Malgré le fait que nous ayons écrit le contraire toute l’année, nous avons décidé cette fois-ci de démêler le vrai du faux sur le terrain, sur l’autoroute A7, l’une des autoroutes les plus fréquentées de France, lors d’une des pires journées de l’année selon Bison Futé. Nous avons ainsi observé la situation aux stations de recharge entre Lyon et Orange pendant douze heures, étudié les habitudes des conducteurs en matière de recharge et recueilli vos témoignages. Et nous avons été surpris à plusieurs reprises.

6h00 : Les lève-tôt s’emparent des bornes

Nous sommes familiers de l’autoroute A7, surtout à cette période de l’année où les premiers embouteillages se forment dès l’aube.

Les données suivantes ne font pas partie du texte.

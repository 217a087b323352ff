//! Unity DAT
//!
//! Recover single-byte XOR obfuscated Unity bundles (`.dat` files) and
//! export their assets.
//!
//! The functions at the top of this crate never panic and never return
//! errors: failures are logged through `tracing` and reported as `false` or
//! `None`. The sub-crates expose the typed APIs they are built on.
//!
//! # Examples
//!
//! ```rust,no_run
//! use unity_dat::{UnityFsReader, decrypt_dat, extract_all};
//!
//! if decrypt_dat("level0.dat", "level0_DEC.dat") {
//!     let reader = UnityFsReader::new();
//!     let count = extract_all(&reader, "level0_DEC.dat", "out");
//!     println!("exported {:?} objects", count);
//! }
//! ```

use std::path::Path;
use tracing::error;

// Re-export from sub-crates
pub use unity_dat_bundle::{BundleObject, UnityFsReader};
pub use unity_dat_core::{
    AssetObject, AssetPayload, BundleReader, DatError, DatOptions, Environment, ErrorSeverity,
    LoadError, ObjectInfo, Payload, ReadError, Result, constants::*,
};
#[cfg(feature = "testing")]
pub use unity_dat_core::{MemoryObject, MemoryReader};
pub use unity_dat_crypt::{DatDecryptor, DecryptOutcome, decrypted_path_for, find_key};
pub use unity_dat_export::{
    AssetClassifier, AssetEntry, DatSession, ExportFormat, ExportIssue, ExportReport, Exporter,
    SessionState, SingleExport,
};

/// Find the XOR key that turns the start of `data` into `signature`.
///
/// Returns the lowest matching key, or `None` when `data` is shorter than
/// the signature or no key matches. An empty signature yields key 0.
pub fn find_xor_key(data: &[u8], signature: &[u8]) -> Option<u8> {
    find_key(data, signature)
}

/// Decrypt `input` into `output` using the UnityFS signature.
///
/// Returns `false` (and writes nothing) when no key is found or the input
/// cannot be read.
pub fn decrypt_dat<P: AsRef<Path>, Q: AsRef<Path>>(input: P, output: Q) -> bool {
    match DatDecryptor::default().decrypt_file(input.as_ref(), output.as_ref()) {
        Ok(_) => true,
        Err(e) => {
            error!("Failed to decrypt {}: {}", input.as_ref().display(), e);
            false
        }
    }
}

/// List the objects of a decrypted bundle.
///
/// Returns `None` when the bundle cannot be loaded.
pub fn list_assets<R, P>(reader: &R, bundle_path: P) -> Option<Vec<AssetEntry>>
where
    R: BundleReader,
    P: AsRef<Path>,
{
    Exporter::new(reader)
        .list_assets(bundle_path.as_ref())
        .map_err(|e| error!("Failed to list {}: {}", bundle_path.as_ref().display(), e))
        .ok()
}

/// Export every object of a decrypted bundle into `out_dir`.
///
/// Returns the number of files written, or `None` when the bundle cannot
/// be loaded or `out_dir` cannot be created. Objects whose name would leave
/// `out_dir` are refused and not counted.
pub fn extract_all<R, P, Q>(reader: &R, bundle_path: P, out_dir: Q) -> Option<usize>
where
    R: BundleReader,
    P: AsRef<Path>,
    Q: AsRef<Path>,
{
    Exporter::new(reader)
        .export_all(bundle_path.as_ref(), out_dir.as_ref())
        .map(|report| report.count())
        .map_err(|e| error!("Failed to export {}: {}", bundle_path.as_ref().display(), e))
        .ok()
}

/// Export the object at `index` into `out_dir`.
///
/// Returns `true` only when a file was written. Out-of-range indexes
/// touch nothing on disk.
pub fn extract_asset<R, P, Q>(reader: &R, bundle_path: P, index: usize, out_dir: Q) -> bool
where
    R: BundleReader,
    P: AsRef<Path>,
    Q: AsRef<Path>,
{
    match Exporter::new(reader).export_one(bundle_path.as_ref(), index, out_dir.as_ref()) {
        Ok(SingleExport::OutOfRange { index, count }) => {
            error!("Index {} out of range, bundle has {} objects", index, count);
            false
        }
        Ok(outcome) => outcome.exported(),
        Err(e) => {
            error!("Failed to export {}: {}", bundle_path.as_ref().display(), e);
            false
        }
    }
}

Cette année encore, rien ne change : alors que le soleil n’est pas encore complètement levé, de nombreux conducteurs prévoyants sont déjà sur les routes et les premiers bouchons apparaissent dès Chasse-sur-Rhône, au sud de Lyon. Parmi le flot de voitures, les véhicules électriques sont de plus en plus nombreux. En plus des voitures provenant des pays nordiques, il y a désormais davantage de Belges et de Français, de plus en plus nombreux à franchir le pas. C’est le cas de Christophe et de sa famille, originaires de Charleroi, que nous avons rencontrés à l’aire de Saint-Rambert-d’Albon. Alors qu’il s’apprêtait à reprendre la route au volant de sa Renault Megane e-Tech, il nous a déclaré : “Traverser la France en voiture électrique est devenu tellement facile. Mais nous préférons partir tôt pour éviter la foule sur la route.”

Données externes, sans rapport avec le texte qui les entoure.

//! Export classification
//!
//! Maps an object's type tag and payload to an output format:
//!
//! | type tag    | payload         | export            |
//! |-------------|-----------------|-------------------|
//! | `Texture2D` | image           | PNG (`.png`)      |
//! | `AudioClip` | non-empty bytes | verbatim (`.wav`) |
//! | anything    | non-empty bytes | verbatim (`.bytes`) |
//!
//! Every other combination, and every read failure, is a skip.

use crate::issue::ExportIssue;
use image::{ImageFormat, RgbaImage};
use std::borrow::Cow;
use std::io::Cursor;
use unity_dat_core::{Payload, ReadError, type_tags};

/// Output formats
#[derive(Debug, Clone, Copy, PartialEq, Eq, Hash)]
pub enum ExportFormat {
    /// PNG-encoded texture
    Png,
    /// Audio bytes as stored in the bundle
    Wav,
    /// Any other raw payload
    Bytes,
}

impl ExportFormat {
    /// File extension without the dot
    pub fn extension(&self) -> &'static str {
        match self {
            ExportFormat::Png => "png",
            ExportFormat::Wav => "wav",
            ExportFormat::Bytes => "bytes",
        }
    }

    /// File contents for `payload` in this format.
    ///
    /// Raw formats borrow the payload bytes unchanged; PNG encodes the
    /// image.
    pub fn encode<'a>(&self, payload: &'a Payload) -> Result<Cow<'a, [u8]>, ExportIssue> {
        match (self, payload) {
            (ExportFormat::Png, Payload::Image(image)) => encode_png(image).map(Cow::Owned),
            (ExportFormat::Wav | ExportFormat::Bytes, Payload::RawBytes(bytes)) => {
                Ok(Cow::Borrowed(bytes.as_slice()))
            }
            (format, payload) => Err(ExportIssue::encode(format!(
                "cannot write {} payload as {}",
                payload.kind(),
                format.extension()
            ))),
        }
    }
}

/// Classification decision for one object
#[derive(Debug)]
pub enum Classification {
    Export(ExportFormat),
    Skip(ExportIssue),
}

impl Classification {
    pub fn format(&self) -> Option<ExportFormat> {
        match self {
            Classification::Export(format) => Some(*format),
            Classification::Skip(_) => None,
        }
    }
}

/// Decides the export format of asset objects
#[derive(Debug, Clone, Copy, Default)]
pub struct AssetClassifier;

impl AssetClassifier {
    pub fn new() -> Self {
        Self
    }

    /// Classify a successfully read payload
    pub fn classify(&self, type_tag: &str, payload: &Payload) -> Classification {
        let expected = match type_tag {
            type_tags::TEXTURE_2D => "image",
            _ => "raw bytes",
        };

        let format = match (type_tag, payload) {
            (type_tags::TEXTURE_2D, Payload::Image(_)) => ExportFormat::Png,
            (type_tags::AUDIO_CLIP, Payload::RawBytes(_)) => ExportFormat::Wav,
            (type_tags::TEXTURE_2D, _) | (_, Payload::Image(_)) => {
                return Classification::Skip(ExportIssue::UnexpectedPayload {
                    type_tag: type_tag.to_string(),
                    expected,
                    found: payload.kind(),
                });
            }
            (_, Payload::RawBytes(_)) => ExportFormat::Bytes,
        };

        if payload.is_empty() {
            return Classification::Skip(ExportIssue::EmptyPayload);
        }

        Classification::Export(format)
    }

    /// Classify the outcome of a read; failures become skips
    pub fn classify_read(
        &self,
        type_tag: &str,
        read: Result<&Payload, &ReadError>,
    ) -> Classification {
        match read {
            Ok(payload) => self.classify(type_tag, payload),
            Err(e) => Classification::Skip(ExportIssue::Read(e.clone())),
        }
    }
}

fn encode_png(image: &RgbaImage) -> Result<Vec<u8>, ExportIssue> {
    let (width, height) = image.dimensions();
    if width == 0 || height == 0 {
        return Err(ExportIssue::encode("Image has zero dimensions"));
    }

    let mut buffer = Cursor::new(Vec::new());
    image
        .write_to(&mut buffer, ImageFormat::Png)
        .map_err(|e| ExportIssue::encode(format!("Failed to encode PNG: {}", e)))?;
    Ok(buffer.into_inner())
}

#[cfg(test)]
mod tests {
    use super::*;

    fn classify(type_tag: &str, payload: Payload) -> Classification {
        AssetClassifier::new().classify(type_tag, &payload)
    }

    #[test]
    fn test_texture_to_png() {
        let result = classify("Texture2D", Payload::Image(RgbaImage::new(4, 4)));
        assert_eq!(result.format(), Some(ExportFormat::Png));
    }

    #[test]
    fn test_texture_with_raw_bytes_is_skipped() {
        let result = classify("Texture2D", Payload::RawBytes(vec![1, 2, 3]));
        assert!(matches!(
            result,
            Classification::Skip(ExportIssue::UnexpectedPayload { expected: "image", .. })
        ));
    }

    #[test]
    fn test_audio_to_wav() {
        let result = classify("AudioClip", Payload::RawBytes(b"RIFF....WAVE".to_vec()));
        assert_eq!(result.format(), Some(ExportFormat::Wav));
    }

    #[test]
    fn test_empty_audio_is_skipped() {
        let result = classify("AudioClip", Payload::RawBytes(Vec::new()));
        assert!(matches!(result, Classification::Skip(ExportIssue::EmptyPayload)));
    }

    #[test]
    fn test_other_types_to_bytes() {
        let result = classify("TextAsset", Payload::RawBytes(b"{\"line\":1}".to_vec()));
        assert_eq!(result.format(), Some(ExportFormat::Bytes));

        let result = classify("MonoBehaviour", Payload::RawBytes(Vec::new()));
        assert!(matches!(result, Classification::Skip(ExportIssue::EmptyPayload)));

        let result = classify("Sprite", Payload::Image(RgbaImage::new(2, 2)));
        assert!(matches!(
            result,
            Classification::Skip(ExportIssue::UnexpectedPayload { .. })
        ));
    }

    #[test]
    fn test_read_failure_is_skipped() {
        let error = ReadError::unsupported("ETC2 texture");
        let result = AssetClassifier::new().classify_read("Texture2D", Err(&error));
        assert!(matches!(result, Classification::Skip(ExportIssue::Read(_))));
    }

    #[test]
    fn test_extensions() {
        assert_eq!(ExportFormat::Png.extension(), "png");
        assert_eq!(ExportFormat::Wav.extension(), "wav");
        assert_eq!(ExportFormat::Bytes.extension(), "bytes");
    }

    #[test]
    fn test_png_encoding_has_signature() {
        let payload = Payload::Image(RgbaImage::from_pixel(3, 2, image::Rgba([255, 0, 0, 255])));
        let bytes = ExportFormat::Png.encode(&payload).unwrap();
        assert_eq!(&bytes[..8], b"\x89PNG\r\n\x1a\n");

        let decoded = image::load_from_memory(&bytes).unwrap().to_rgba8();
        assert_eq!(decoded.dimensions(), (3, 2));
    }

    #[test]
    fn test_raw_encoding_is_verbatim() {
        let payload = Payload::RawBytes(vec![0, 1, 2, 250]);
        let bytes = ExportFormat::Wav.encode(&payload).unwrap();
        assert!(matches!(bytes, Cow::Borrowed(_)));
        assert_eq!(&*bytes, &[0, 1, 2, 250]);
    }

    #[test]
    fn test_mismatched_encoding_fails() {
        let payload = Payload::RawBytes(vec![1]);
        assert!(matches!(
            ExportFormat::Png.encode(&payload),
            Err(ExportIssue::Encode(_))
        ));
    }
}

Ici, l’objectif est d’éviter autant que possible les embouteillages à venir et les fortes chaleurs, plutôt que de s’assurer de trouver une borne disponible. Pourtant, cette station avec six bornes est complète dès les premières lueurs du jour, avec une variété de voitures électriques. Cependant, malgré le flux incessant de véhicules qui crée même un embouteillage à l’entrée de l’aire, aucune voiture électrique n’a eu à attendre son tour. Mais il est évident que la rotation manque cruellement de fluidité. Vincent, propriétaire d’une Kia EV6 et passionné de la plateforme e-GMP, s’en inquiète : “Si tout le monde conduisait une EV6, ce serait beaucoup plus disponible !”, s’exclame-t-il.

Ce qui compte ici, ce n’est pas tant le temps de recharge que l’observation de bonnes pratiques. Si un autre propriétaire de Kia EV6 décide de rester près de sa voiture avant de la débrancher pour la déplacer plus loin afin de prendre son petit-déjeuner, d’autres choisissent de rester sur place. Par exemple, une famille à bord d’une Porsche Taycan Cross Turismo continue de savourer des pains au chocolat sur le capot du break, même si la courbe de recharge est catastrophique en fin de charge. Ou encore cette Volkswagen ID.4, qui en plus d’avoir été branchée trop tôt, reste garée avec une batterie à 100%. Cela ne pose pas vraiment de problème à ce moment-là en raison de la faible affluence, mais il est difficile de croire que cela a un lien de cause à effet.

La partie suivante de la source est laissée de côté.